For this great scientific feat he won national fame and was rightly entitled "The Pathfinder of the Seas." Even royalty in Europe honored him with medals and scientific societies hailed him as a great genius. At a convention of scientists held in Bruxelles, France, his chart of the Atlantic was adopted as the standard. Ten years later, in 1852, Lt. Commander Maury drew a diagram of the ocean bed between Newfoundland and Ireland. He had already sounded it and found it to be a wonderful plateau, a table land, and in his opinion, perfectly suited for a cable. Twelve years after announcing his findings, engineer Cyrus W. Field laid the first permanent Atlantic cable. Maury, however, was the genius who first saw the possibilities of the cable.

He also earned recognition for many other discoveries of a great variety, most of which were of lasting benefit to the human race. As a writer and public speaker he had very few equals, and his fine manliness, zeal for his work, and devotion to his family made him many friends.

The crown of Maury's life, however, was his simple faith as a Christian.

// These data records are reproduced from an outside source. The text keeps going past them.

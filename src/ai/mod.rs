pub mod suggestion_service;

pub use suggestion_service::{
    parse_suggestion_json, GroupSuggester, GroupSuggestion, OllamaSuggester, SuggestionRequest,
};
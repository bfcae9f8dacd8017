//! Moving contacts in and out of the address book.

pub mod export;
pub mod import;

pub use export::{export_contacts, export_to_path, ExportFormat};
pub use import::{import_json, import_str, ImportStats};
use serde::{Deserialize, Serialize};

use crate::config::Config;

/// Everything the suggester is told about the address book.
#[derive(Debug, Clone, Default, PartialEq, Serialize)]
#[serde(rename_all = "camelCase")]
pub struct SuggestionRequest {
    pub contact_name: String,
    pub existing_contact_names: Vec<String>,
    pub family_group_names: Vec<String>,
    pub friend_group_names: Vec<String>,
}

/// A group name proposed for a contact, with confidence in `[0, 1]`.
#[derive(Debug, Clone, PartialEq, Serialize, Deserialize)]
pub struct GroupSuggestion {
    pub suggested_group: Option<String>,
    pub confidence: f64,
}

/// Anything that can propose a group for a contact name. The suggestion is
/// advisory: callers look the name up themselves.
pub trait GroupSuggester {
    fn suggest(&self, request: &SuggestionRequest) -> Result<GroupSuggestion, String>;
}

/// Asks a local Ollama model for a suggestion.
pub struct OllamaSuggester {
    url: String,
    model: String,
}

impl OllamaSuggester {
    pub fn new(url: impl Into<String>, model: impl Into<String>) -> Self {
        Self {
            url: url.into(),
            model: model.into(),
        }
    }

    pub fn from_config(config: &Config) -> Self {
        Self::new(config.ollama_url.clone(), config.model.clone())
    }

    /// Check that Ollama is running and reachable.
    pub fn check(&self) -> Result<(), String> {
        ureq::get(&self.url)
            .timeout(std::time::Duration::from_secs(3))
            .call()
            .map_err(|_| format!(
                "Cannot connect to Ollama at {}. Is it running?\n  Install: https://ollama.ai\n  Start:   ollama serve",
                self.url
            ))?;
        Ok(())
    }
}

impl GroupSuggester for OllamaSuggester {
    fn suggest(&self, request: &SuggestionRequest) -> Result<GroupSuggestion, String> {
        let system_prompt = format!(
            r#"You are a contact management assistant helping users organize their contacts.
Existing contacts: [{contacts}]
Family groups: [{family}]
Friend groups: [{friends}]
Respond with JSON only, no other text.
JSON schema: {{ "suggestedGroup": "..." | null, "confidence": 0.0 }}
Rules:
- Suggest whether the contact belongs in one of the family or friend groups above, based on name similarity with existing contacts.
- suggestedGroup must be copied exactly from one of the listed group names, or null if no suggestion is appropriate.
- confidence is a number between 0 and 1."#,
            contacts = request.existing_contact_names.join(", "),
            family = request.family_group_names.join(", "),
            friends = request.friend_group_names.join(", "),
        );

        let request_body = serde_json::json!({
            "model": self.model,
            "messages": [
                { "role": "system", "content": system_prompt },
                { "role": "user", "content": request.contact_name }
            ],
            "format": "json",
            "stream": false
        });

        let api_url = format!("{}/api/chat", self.url);
        log::debug!("requesting group suggestion for {} from {}", request.contact_name, api_url);

        let response = ureq::post(&api_url)
            .set("Content-Type", "application/json")
            .timeout(std::time::Duration::from_secs(120))
            .send_json(request_body)
            .map_err(|e| match e {
                ureq::Error::Status(code, resp) => {
                    let body = resp.into_string().unwrap_or_default();
                    let snippet: String = body.chars().take(200).collect();
                    format!("Ollama request failed (HTTP {}): {}", code, snippet)
                }
                ureq::Error::Transport(t) => {
                    if t.to_string().contains("timed out") {
                        "Request timed out. Local models can be slow on first run, try again.".into()
                    } else {
                        format!("Could not connect to Ollama: {}", t)
                    }
                }
            })?;

        let json: serde_json::Value = response
            .into_json()
            .map_err(|e| format!("Failed to parse Ollama response: {}", e))?;

        let content = json
            .pointer("/message/content")
            .and_then(|v| v.as_str())
            .ok_or("No content in Ollama response")?;

        parse_suggestion_json(content)
    }
}

/// Reads the model's JSON answer. Accepts camelCase or snake_case keys and
/// clamps confidence into `[0, 1]`; a blank group name means no suggestion.
pub fn parse_suggestion_json(content: &str) -> Result<GroupSuggestion, String> {
    let json: serde_json::Value =
        serde_json::from_str(content).map_err(|e| format!("Failed to parse LLM response: {}", e))?;

    if !json.is_object() {
        return Err("LLM response is not a JSON object".into());
    }

    let suggested_group = json
        .get("suggestedGroup")
        .or_else(|| json.get("suggested_group"))
        .and_then(|v| v.as_str())
        .map(|s| s.trim().to_string())
        .filter(|s| !s.is_empty() && !s.eq_ignore_ascii_case("null"));

    let confidence = json
        .get("confidence")
        .and_then(|v| v.as_f64())
        .filter(|c| c.is_finite())
        .unwrap_or(0.0)
        .clamp(0.0, 1.0);

    Ok(GroupSuggestion {
        suggested_group,
        confidence,
    })
}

A beautiful granite shaft was erected to his memory by the State of Virginia on Goshen Pass, near Lexington, Virginia, which remains there to this day. The inscription is as follows:

Matthew Fontaine Maury
. . . Pathfinder of the Seas . . .

The Genius Who First Snatched from the
Ocean and Atmosphere the
Secret of their Laws
HIS INSPIRATION, HOLY WRIT

Psalms 8 and 107, verses 8, 23 and 24
Ecclesiastes, chap. 1, verses 6 and 7

How strange it seems, in a day like this, when so many profess to be wiser than the Bible, to learn accurate calculations and deductions on Holy Writ! Clearly enough, Maury was not too "enlightened" to shelve the Grand Old book, but drew from its holy pages "the wisdom that cometh down from above," and thus was guided in his search for facts that had hitherto been locked away from man.

During his last illness when doctors told him they could do nothing more for him he said, "Leave me to the Great Physician." The day he died, February 1, 1873, he gathered his family around him and requested them to sing his favorite hymns. One was "How Firm a Foundation"; another, "Christ is Risen." He prayed and then asked his wife and daughter to leave the death bed. To his sons who remained with him, he asked, "Do I seem to drag my anchors?" "They are sure and stedfast," was the answer. His last words were, "All is well!"

What a glorious way to die. Would that all scientists and seafarers and sons of men could die like that! They can if they will trust in the Lord Jesus Christ as personal Saviour as Maury did. Do not wait until death comes. "Believe on the Lord Jesus Christ, and thou shalt be saved" (Acts 16:31). Then you will have the sure hope of salvation "as an anchor of the soul, both sure and stedfast" (Heb. 6:18,19).